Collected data
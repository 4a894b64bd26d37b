// Copyright (c) 2024-2025 DeepGraph Inc.
// SPDX-License-Identifier: Apache-2.0
//
//! Physical plans produced by the optimizer

use super::query_graph::{FilterExpr, NodeId, VariableId};
use crate::storage::DataOrder;
use serde::{Deserialize, Serialize};
use std::fmt;

/// Operator of a plan node with its inputs
#[derive(Debug, Clone, PartialEq, Serialize, Deserialize)]
pub enum PlanNode {
    IndexScan {
        order: DataOrder,
        pattern: NodeId,
    },
    AggregatedIndexScan {
        order: DataOrder,
        pattern: NodeId,
    },
    FullyAggregatedIndexScan {
        order: DataOrder,
        pattern: NodeId,
    },
    NestedLoopJoin {
        left: Box<Plan>,
        right: Box<Plan>,
    },
    /// Both inputs sorted on `on`
    MergeJoin {
        left: Box<Plan>,
        right: Box<Plan>,
        on: VariableId,
    },
    /// Builds on `left`, probes with `right`
    HashJoin {
        left: Box<Plan>,
        right: Box<Plan>,
    },
    /// Left outer join keeping every `required` tuple
    HashOptional {
        required: Box<Plan>,
        optional: Box<Plan>,
    },
    HashGroupify {
        input: Box<Plan>,
    },
    Filter {
        input: Box<Plan>,
        filter: FilterExpr,
    },
    /// Binary; chains of unions nest to the right
    Union {
        left: Box<Plan>,
        right: Box<Plan>,
    },
    /// Union of two inputs binding one variable each, both sorted
    MergeUnion {
        left: Box<Plan>,
        right: Box<Plan>,
    },
    TableFunction {
        input: Box<Plan>,
        function: NodeId,
    },
    Singleton,
}

/// A plan node with the optimizer's estimates
#[derive(Debug, Clone, PartialEq, Serialize, Deserialize)]
pub struct Plan {
    pub node: PlanNode,
    pub cardinality: f64,
    pub costs: f64,
}

impl Plan {
    pub fn new(node: PlanNode, cardinality: f64, costs: f64) -> Self {
        Self {
            node,
            cardinality,
            costs,
        }
    }

    pub fn index_scan(order: DataOrder, pattern: usize, cardinality: f64) -> Self {
        Self::new(
            PlanNode::IndexScan {
                order,
                pattern: NodeId(pattern),
            },
            cardinality,
            cardinality,
        )
    }

    pub fn aggregated_index_scan(order: DataOrder, pattern: usize, cardinality: f64) -> Self {
        Self::new(
            PlanNode::AggregatedIndexScan {
                order,
                pattern: NodeId(pattern),
            },
            cardinality,
            cardinality,
        )
    }

    pub fn fully_aggregated_index_scan(order: DataOrder, pattern: usize, cardinality: f64) -> Self {
        Self::new(
            PlanNode::FullyAggregatedIndexScan {
                order,
                pattern: NodeId(pattern),
            },
            cardinality,
            cardinality,
        )
    }

    fn join_costs(left: &Plan, right: &Plan, cardinality: f64) -> f64 {
        left.costs + right.costs + cardinality
    }

    pub fn nested_loop_join(left: Plan, right: Plan, cardinality: f64) -> Self {
        let costs = Self::join_costs(&left, &right, cardinality);
        Self::new(
            PlanNode::NestedLoopJoin {
                left: Box::new(left),
                right: Box::new(right),
            },
            cardinality,
            costs,
        )
    }

    pub fn merge_join(left: Plan, right: Plan, on: VariableId, cardinality: f64) -> Self {
        let costs = Self::join_costs(&left, &right, cardinality);
        Self::new(
            PlanNode::MergeJoin {
                left: Box::new(left),
                right: Box::new(right),
                on,
            },
            cardinality,
            costs,
        )
    }

    pub fn hash_join(left: Plan, right: Plan, cardinality: f64) -> Self {
        let costs = Self::join_costs(&left, &right, cardinality);
        Self::new(
            PlanNode::HashJoin {
                left: Box::new(left),
                right: Box::new(right),
            },
            cardinality,
            costs,
        )
    }

    pub fn hash_optional(required: Plan, optional: Plan, cardinality: f64) -> Self {
        let costs = Self::join_costs(&required, &optional, cardinality);
        Self::new(
            PlanNode::HashOptional {
                required: Box::new(required),
                optional: Box::new(optional),
            },
            cardinality,
            costs,
        )
    }

    pub fn hash_groupify(input: Plan, cardinality: f64) -> Self {
        let costs = input.costs + input.cardinality;
        Self::new(
            PlanNode::HashGroupify {
                input: Box::new(input),
            },
            cardinality,
            costs,
        )
    }

    pub fn filter(input: Plan, filter: FilterExpr, cardinality: f64) -> Self {
        let costs = input.costs;
        Self::new(
            PlanNode::Filter {
                input: Box::new(input),
                filter,
            },
            cardinality,
            costs,
        )
    }

    /// Union of two or more branches
    pub fn union(mut branches: Vec<Plan>) -> Self {
        let mut plan = branches.pop().unwrap_or_else(Plan::singleton);
        while let Some(left) = branches.pop() {
            let cardinality = left.cardinality + plan.cardinality;
            let costs = left.costs + plan.costs;
            plan = Self::new(
                PlanNode::Union {
                    left: Box::new(left),
                    right: Box::new(plan),
                },
                cardinality,
                costs,
            );
        }
        plan
    }

    pub fn merge_union(left: Plan, right: Plan) -> Self {
        let cardinality = left.cardinality + right.cardinality;
        let costs = left.costs + right.costs;
        Self::new(
            PlanNode::MergeUnion {
                left: Box::new(left),
                right: Box::new(right),
            },
            cardinality,
            costs,
        )
    }

    pub fn table_function(input: Plan, function: usize, cardinality: f64) -> Self {
        let costs = input.costs + cardinality;
        Self::new(
            PlanNode::TableFunction {
                input: Box::new(input),
                function: NodeId(function),
            },
            cardinality,
            costs,
        )
    }

    pub fn singleton() -> Self {
        Self::new(PlanNode::Singleton, 1.0, 0.0)
    }

    pub fn operator_name(&self) -> &'static str {
        match &self.node {
            PlanNode::IndexScan { .. } => "IndexScan",
            PlanNode::AggregatedIndexScan { .. } => "AggregatedIndexScan",
            PlanNode::FullyAggregatedIndexScan { .. } => "FullyAggregatedIndexScan",
            PlanNode::NestedLoopJoin { .. } => "NestedLoopJoin",
            PlanNode::MergeJoin { .. } => "MergeJoin",
            PlanNode::HashJoin { .. } => "HashJoin",
            PlanNode::HashOptional { .. } => "HashOptional",
            PlanNode::HashGroupify { .. } => "HashGroupify",
            PlanNode::Filter { .. } => "Filter",
            PlanNode::Union { .. } => "Union",
            PlanNode::MergeUnion { .. } => "MergeUnion",
            PlanNode::TableFunction { .. } => "TableFunction",
            PlanNode::Singleton => "Singleton",
        }
    }

    /// Inputs in left to right order
    pub fn children(&self) -> Vec<&Plan> {
        match &self.node {
            PlanNode::IndexScan { .. }
            | PlanNode::AggregatedIndexScan { .. }
            | PlanNode::FullyAggregatedIndexScan { .. }
            | PlanNode::Singleton => Vec::new(),
            PlanNode::NestedLoopJoin { left, right }
            | PlanNode::MergeJoin { left, right, .. }
            | PlanNode::HashJoin { left, right }
            | PlanNode::Union { left, right }
            | PlanNode::MergeUnion { left, right } => vec![left.as_ref(), right.as_ref()],
            PlanNode::HashOptional { required, optional } => {
                vec![required.as_ref(), optional.as_ref()]
            }
            PlanNode::HashGroupify { input }
            | PlanNode::Filter { input, .. }
            | PlanNode::TableFunction { input, .. } => vec![input.as_ref()],
        }
    }

    fn write_indented(&self, f: &mut fmt::Formatter<'_>, indent: usize) -> fmt::Result {
        writeln!(
            f,
            "{:indent$}{} cardinality={} costs={}",
            "",
            self.operator_name(),
            self.cardinality,
            self.costs,
            indent = indent
        )?;
        for child in self.children() {
            child.write_indented(f, indent + 1)?;
        }
        Ok(())
    }
}

impl fmt::Display for Plan {
    fn fmt(&self, f: &mut fmt::Formatter<'_>) -> fmt::Result {
        self.write_indented(f, 0)
    }
}
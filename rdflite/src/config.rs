// Copyright (c) 2024-2025 DeepGraph Inc.
// SPDX-License-Identifier: Apache-2.0
//
//! Execution configuration

use serde::{Deserialize, Serialize};

/// Environment variable overriding the worker thread count
pub const MAX_THREADS_ENV: &str = "RDFLITE_MAXTHREADS";

/// Configuration of the execution engine
#[derive(Debug, Clone, Serialize, Deserialize, PartialEq)]
#[serde(default)]
pub struct ExecutionConfig {
    /// Worker threads used to run async points ahead of the main pull loop.
    /// Fewer than two means single-threaded execution.
    pub worker_threads: usize,

    /// Initial state of the scan skip switch
    pub skip_scans: bool,

    /// Initial bucket count of hash join tables (rounded up to a power of two)
    pub hash_table_initial_size: usize,

    /// Show observed cardinalities when printing plans
    pub show_observed_cardinalities: bool,
}

impl Default for ExecutionConfig {
    fn default() -> Self {
        Self {
            worker_threads: 0,
            skip_scans: true,
            hash_table_initial_size: 1024,
            show_observed_cardinalities: false,
        }
    }
}

impl ExecutionConfig {
    /// Parse a JSON document; missing fields keep their defaults
    pub fn from_json(json: &str) -> Result<Self, serde_json::Error> {
        serde_json::from_str(json)
    }

    /// Defaults overridden by the environment
    pub fn from_env() -> Self {
        let mut config = Self::default();
        if let Ok(value) = std::env::var(MAX_THREADS_ENV) {
            match value.trim().parse::<usize>() {
                Ok(threads) => config.worker_threads = threads,
                Err(_) => log::warn!("ignoring {}={}", MAX_THREADS_ENV, value),
            }
        }
        config
    }

    /// Worker threads actually used; 0 means run on the calling thread
    pub fn effective_worker_threads(&self) -> usize {
        if self.worker_threads < 2 || self.worker_threads > 1000 {
            0
        } else {
            self.worker_threads
        }
    }

    /// Hash table bucket count as a power of two
    pub fn hash_table_size(&self) -> usize {
        self.hash_table_initial_size.max(16).next_power_of_two()
    }
}
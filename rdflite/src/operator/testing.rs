// Copyright (c) 2024-2025 DeepGraph Inc.
// SPDX-License-Identifier: Apache-2.0
//
//! Helpers shared by the operator unit tests

use super::{Operator, PlanPrinter, Scheduler};
use crate::runtime::{Register, RegisterRef};
use std::sync::Arc;

pub(crate) fn reg(slot: usize) -> RegisterRef {
    Arc::new(Register::new(slot))
}

/// Replays fixed rows into registers
pub(crate) struct ValuesScan {
    regs: Vec<RegisterRef>,
    rows: Vec<(Vec<u32>, u32)>,
    pos: usize,
    pub(crate) firsts: usize,
}

impl ValuesScan {
    pub(crate) fn new(regs: &[RegisterRef], rows: Vec<(Vec<u32>, u32)>) -> Self {
        Self {
            regs: regs.to_vec(),
            rows,
            pos: 0,
            firsts: 0,
        }
    }

    /// Rows of multiplicity one
    pub(crate) fn ones(regs: &[RegisterRef], rows: &[&[u32]]) -> Self {
        Self::new(regs, rows.iter().map(|r| (r.to_vec(), 1)).collect())
    }

    fn produce(&mut self) -> u32 {
        match self.rows.get(self.pos) {
            Some((values, count)) => {
                for (reg, value) in self.regs.iter().zip(values) {
                    reg.set(*value);
                }
                *count
            }
            None => 0,
        }
    }
}

impl Operator for ValuesScan {
    fn first(&mut self) -> u32 {
        self.firsts += 1;
        self.pos = 0;
        self.produce()
    }

    fn next(&mut self) -> u32 {
        self.pos += 1;
        self.produce()
    }

    fn print(&self, out: &mut dyn PlanPrinter) {
        out.begin_operator("Values", self.rows.len() as f64, 0);
        out.end_operator();
    }

    fn add_merge_hint(&mut self, _reg1: &RegisterRef, _reg2: &RegisterRef) {}

    fn async_input_candidates(&mut self, _scheduler: &mut Scheduler) {}

    fn expected_cardinality(&self) -> f64 {
        self.rows.len() as f64
    }

    fn observed_cardinality(&self) -> u64 {
        0
    }
}

/// Pull `op` to exhaustion, reading `regs` after every tuple
pub(crate) fn drain(op: &mut dyn Operator, regs: &[RegisterRef]) -> Vec<(Vec<u32>, u32)> {
    let mut rows = Vec::new();
    let mut count = op.first();
    while count != 0 {
        rows.push((regs.iter().map(|r| r.get()).collect(), count));
        count = op.next();
    }
    rows
}

/// Like [`drain`], sorted for order-insensitive comparison
pub(crate) fn drain_sorted(op: &mut dyn Operator, regs: &[RegisterRef]) -> Vec<(Vec<u32>, u32)> {
    let mut rows = drain(op, regs);
    rows.sort();
    rows
}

#### EXERCISE:
Go through the entries above and copy each line holding the string "struct".

#### TASK RESULT:
pub struct Plan {
pub struct ExecutionConfig {
pub(crate) struct ValuesScan {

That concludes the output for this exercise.